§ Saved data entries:
──────────────────────────────

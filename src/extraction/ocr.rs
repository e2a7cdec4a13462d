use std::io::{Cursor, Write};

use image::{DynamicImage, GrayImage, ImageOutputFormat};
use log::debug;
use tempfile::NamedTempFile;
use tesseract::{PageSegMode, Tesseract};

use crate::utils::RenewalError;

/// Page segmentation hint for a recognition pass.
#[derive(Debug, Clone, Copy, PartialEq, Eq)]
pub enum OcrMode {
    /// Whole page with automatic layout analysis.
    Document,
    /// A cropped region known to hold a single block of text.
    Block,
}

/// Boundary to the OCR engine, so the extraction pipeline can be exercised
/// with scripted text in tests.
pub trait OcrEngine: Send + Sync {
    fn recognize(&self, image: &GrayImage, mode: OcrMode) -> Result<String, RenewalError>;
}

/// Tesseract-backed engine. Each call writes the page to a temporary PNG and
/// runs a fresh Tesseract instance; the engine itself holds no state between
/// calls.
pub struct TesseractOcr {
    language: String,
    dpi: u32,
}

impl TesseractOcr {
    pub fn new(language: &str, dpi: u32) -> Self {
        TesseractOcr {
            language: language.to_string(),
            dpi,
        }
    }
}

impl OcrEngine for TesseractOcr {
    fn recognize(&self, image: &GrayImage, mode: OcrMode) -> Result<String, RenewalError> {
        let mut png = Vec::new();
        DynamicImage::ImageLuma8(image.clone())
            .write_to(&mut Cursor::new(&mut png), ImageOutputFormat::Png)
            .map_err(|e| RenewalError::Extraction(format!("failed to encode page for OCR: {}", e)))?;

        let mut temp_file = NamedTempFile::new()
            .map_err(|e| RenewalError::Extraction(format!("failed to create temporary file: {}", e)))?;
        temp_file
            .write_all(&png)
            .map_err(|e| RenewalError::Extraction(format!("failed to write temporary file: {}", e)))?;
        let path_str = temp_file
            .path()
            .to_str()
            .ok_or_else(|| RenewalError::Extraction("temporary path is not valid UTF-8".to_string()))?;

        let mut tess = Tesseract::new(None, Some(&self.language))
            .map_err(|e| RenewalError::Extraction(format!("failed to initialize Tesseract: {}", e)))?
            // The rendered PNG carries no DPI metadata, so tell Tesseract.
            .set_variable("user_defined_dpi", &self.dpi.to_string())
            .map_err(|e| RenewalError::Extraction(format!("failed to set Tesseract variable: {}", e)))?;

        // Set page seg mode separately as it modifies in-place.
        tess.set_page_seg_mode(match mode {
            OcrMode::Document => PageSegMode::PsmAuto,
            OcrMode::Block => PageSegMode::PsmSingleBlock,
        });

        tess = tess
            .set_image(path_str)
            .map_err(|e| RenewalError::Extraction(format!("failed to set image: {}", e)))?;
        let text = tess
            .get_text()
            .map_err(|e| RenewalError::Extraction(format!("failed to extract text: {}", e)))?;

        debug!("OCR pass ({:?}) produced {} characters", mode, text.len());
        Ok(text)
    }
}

──────────────────────────────

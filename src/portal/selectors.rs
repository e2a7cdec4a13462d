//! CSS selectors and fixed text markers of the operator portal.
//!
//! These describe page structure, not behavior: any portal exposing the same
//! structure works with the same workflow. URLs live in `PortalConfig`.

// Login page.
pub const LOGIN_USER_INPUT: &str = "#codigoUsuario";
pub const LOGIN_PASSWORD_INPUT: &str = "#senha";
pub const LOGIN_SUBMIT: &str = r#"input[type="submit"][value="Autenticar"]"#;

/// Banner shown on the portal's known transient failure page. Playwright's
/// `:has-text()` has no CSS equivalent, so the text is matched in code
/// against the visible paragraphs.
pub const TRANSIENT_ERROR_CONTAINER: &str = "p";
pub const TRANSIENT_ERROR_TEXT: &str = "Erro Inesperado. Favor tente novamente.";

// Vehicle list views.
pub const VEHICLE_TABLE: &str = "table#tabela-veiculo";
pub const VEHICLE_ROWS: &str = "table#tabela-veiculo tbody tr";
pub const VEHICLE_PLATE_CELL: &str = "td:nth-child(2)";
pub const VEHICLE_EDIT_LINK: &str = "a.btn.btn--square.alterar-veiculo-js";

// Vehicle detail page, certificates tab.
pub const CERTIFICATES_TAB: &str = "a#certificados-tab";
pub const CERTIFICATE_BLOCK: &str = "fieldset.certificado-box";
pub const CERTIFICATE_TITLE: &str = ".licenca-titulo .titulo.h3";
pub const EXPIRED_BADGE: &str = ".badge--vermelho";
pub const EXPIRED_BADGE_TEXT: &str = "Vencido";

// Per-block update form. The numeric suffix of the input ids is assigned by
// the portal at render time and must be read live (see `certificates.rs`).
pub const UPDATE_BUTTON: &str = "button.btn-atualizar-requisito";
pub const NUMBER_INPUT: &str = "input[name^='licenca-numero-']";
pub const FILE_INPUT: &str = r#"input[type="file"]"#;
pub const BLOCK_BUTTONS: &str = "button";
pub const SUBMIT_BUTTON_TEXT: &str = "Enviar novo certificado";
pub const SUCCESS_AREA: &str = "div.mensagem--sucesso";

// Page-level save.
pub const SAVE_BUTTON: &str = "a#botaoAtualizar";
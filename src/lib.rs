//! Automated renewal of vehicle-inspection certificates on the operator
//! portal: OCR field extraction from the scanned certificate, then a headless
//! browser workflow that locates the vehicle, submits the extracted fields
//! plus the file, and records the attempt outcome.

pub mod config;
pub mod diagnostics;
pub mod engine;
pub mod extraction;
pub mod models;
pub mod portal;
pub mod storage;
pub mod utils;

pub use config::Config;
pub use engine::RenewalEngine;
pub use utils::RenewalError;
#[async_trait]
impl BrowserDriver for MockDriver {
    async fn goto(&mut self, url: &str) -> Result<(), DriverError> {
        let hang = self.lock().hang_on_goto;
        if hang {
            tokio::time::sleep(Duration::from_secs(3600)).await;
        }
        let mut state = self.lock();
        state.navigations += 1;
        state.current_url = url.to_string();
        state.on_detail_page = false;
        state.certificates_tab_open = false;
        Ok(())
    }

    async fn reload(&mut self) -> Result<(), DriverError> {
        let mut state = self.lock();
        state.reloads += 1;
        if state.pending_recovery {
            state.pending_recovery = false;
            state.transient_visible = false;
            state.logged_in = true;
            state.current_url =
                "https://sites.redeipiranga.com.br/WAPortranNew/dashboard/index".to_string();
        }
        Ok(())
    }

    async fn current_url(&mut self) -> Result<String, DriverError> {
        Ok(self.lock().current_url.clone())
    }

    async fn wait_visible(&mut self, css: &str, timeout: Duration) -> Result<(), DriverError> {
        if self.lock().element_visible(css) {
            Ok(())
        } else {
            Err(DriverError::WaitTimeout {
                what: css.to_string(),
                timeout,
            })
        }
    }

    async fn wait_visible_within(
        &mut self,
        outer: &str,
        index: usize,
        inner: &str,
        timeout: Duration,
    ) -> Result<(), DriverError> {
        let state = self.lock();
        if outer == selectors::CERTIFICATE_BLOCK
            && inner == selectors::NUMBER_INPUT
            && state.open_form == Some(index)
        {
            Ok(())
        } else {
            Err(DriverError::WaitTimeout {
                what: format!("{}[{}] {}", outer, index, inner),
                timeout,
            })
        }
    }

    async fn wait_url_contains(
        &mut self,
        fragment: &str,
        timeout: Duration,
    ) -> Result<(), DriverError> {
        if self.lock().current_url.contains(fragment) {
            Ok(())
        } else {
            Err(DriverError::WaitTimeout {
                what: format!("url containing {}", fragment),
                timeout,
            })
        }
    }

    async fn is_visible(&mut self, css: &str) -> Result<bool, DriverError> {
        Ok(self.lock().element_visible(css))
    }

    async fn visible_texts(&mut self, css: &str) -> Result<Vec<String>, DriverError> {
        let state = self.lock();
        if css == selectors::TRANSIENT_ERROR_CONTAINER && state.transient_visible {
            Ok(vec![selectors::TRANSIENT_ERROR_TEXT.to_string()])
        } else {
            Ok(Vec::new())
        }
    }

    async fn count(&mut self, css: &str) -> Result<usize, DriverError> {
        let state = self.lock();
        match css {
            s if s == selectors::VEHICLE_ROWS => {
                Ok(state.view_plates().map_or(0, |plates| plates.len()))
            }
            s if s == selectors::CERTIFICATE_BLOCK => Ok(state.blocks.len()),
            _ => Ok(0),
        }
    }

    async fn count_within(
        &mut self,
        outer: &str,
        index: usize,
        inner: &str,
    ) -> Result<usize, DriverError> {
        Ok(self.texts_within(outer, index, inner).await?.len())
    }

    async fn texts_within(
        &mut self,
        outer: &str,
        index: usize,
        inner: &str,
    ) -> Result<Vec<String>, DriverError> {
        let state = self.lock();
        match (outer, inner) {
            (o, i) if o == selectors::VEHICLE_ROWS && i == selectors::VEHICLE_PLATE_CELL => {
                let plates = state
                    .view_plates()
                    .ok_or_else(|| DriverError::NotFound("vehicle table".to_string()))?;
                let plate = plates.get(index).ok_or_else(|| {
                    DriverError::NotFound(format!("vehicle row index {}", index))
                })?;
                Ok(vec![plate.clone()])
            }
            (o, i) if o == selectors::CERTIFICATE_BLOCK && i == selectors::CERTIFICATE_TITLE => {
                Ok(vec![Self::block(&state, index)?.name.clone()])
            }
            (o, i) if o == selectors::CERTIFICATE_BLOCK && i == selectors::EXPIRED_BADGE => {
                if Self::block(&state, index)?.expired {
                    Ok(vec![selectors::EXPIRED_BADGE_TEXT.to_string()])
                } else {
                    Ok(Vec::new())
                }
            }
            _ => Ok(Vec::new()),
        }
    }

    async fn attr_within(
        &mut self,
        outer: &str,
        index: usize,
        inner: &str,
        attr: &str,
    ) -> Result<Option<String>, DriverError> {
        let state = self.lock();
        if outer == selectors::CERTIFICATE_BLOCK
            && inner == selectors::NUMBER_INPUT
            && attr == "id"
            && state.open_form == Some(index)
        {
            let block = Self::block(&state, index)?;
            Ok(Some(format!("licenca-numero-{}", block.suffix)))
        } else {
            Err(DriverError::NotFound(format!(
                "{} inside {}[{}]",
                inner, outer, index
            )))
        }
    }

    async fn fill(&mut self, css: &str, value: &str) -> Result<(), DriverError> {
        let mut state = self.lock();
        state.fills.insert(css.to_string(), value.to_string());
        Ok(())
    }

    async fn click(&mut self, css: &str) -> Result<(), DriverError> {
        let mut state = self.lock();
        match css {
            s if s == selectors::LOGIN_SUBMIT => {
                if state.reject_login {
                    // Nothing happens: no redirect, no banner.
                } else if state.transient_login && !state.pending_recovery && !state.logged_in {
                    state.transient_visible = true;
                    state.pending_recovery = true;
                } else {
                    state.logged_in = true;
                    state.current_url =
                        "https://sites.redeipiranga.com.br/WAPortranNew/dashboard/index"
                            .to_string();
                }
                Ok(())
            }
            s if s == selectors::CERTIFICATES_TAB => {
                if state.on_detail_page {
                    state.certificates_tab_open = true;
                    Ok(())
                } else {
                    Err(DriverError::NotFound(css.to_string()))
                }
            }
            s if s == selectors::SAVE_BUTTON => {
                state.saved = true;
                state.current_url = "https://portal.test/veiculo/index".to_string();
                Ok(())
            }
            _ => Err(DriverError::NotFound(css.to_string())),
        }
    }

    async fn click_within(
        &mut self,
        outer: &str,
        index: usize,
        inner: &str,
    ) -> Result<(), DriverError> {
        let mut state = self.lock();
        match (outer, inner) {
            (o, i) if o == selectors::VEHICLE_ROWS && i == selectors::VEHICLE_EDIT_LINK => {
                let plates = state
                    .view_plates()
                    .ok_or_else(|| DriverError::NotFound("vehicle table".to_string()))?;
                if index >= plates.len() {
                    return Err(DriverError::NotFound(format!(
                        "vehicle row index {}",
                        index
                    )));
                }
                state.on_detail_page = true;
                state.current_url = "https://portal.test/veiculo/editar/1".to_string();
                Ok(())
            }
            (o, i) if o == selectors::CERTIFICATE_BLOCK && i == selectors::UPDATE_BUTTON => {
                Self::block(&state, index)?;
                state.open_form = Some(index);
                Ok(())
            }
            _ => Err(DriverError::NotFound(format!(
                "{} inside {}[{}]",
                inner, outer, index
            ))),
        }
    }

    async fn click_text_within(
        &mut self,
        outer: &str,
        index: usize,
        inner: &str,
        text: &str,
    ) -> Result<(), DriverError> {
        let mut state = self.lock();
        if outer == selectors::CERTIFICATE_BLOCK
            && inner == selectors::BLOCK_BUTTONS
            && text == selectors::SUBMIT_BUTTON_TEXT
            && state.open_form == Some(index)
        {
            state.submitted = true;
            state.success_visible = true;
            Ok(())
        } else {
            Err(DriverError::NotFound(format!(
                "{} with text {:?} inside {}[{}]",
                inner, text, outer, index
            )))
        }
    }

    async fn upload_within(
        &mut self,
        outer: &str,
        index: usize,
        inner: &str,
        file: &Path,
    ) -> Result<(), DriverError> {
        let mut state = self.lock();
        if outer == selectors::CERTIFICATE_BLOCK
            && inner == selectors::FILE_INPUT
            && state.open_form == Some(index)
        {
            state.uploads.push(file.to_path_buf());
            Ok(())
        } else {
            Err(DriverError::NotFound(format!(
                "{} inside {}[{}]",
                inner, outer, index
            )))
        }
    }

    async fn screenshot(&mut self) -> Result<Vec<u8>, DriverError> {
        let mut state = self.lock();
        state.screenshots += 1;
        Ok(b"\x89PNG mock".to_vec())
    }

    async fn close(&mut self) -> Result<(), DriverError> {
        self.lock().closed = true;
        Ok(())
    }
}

──────────────────────────────

When a line in the records contains the string "licenca", it counts; state how many lines count, with no other words.

§ Reply to the task:
3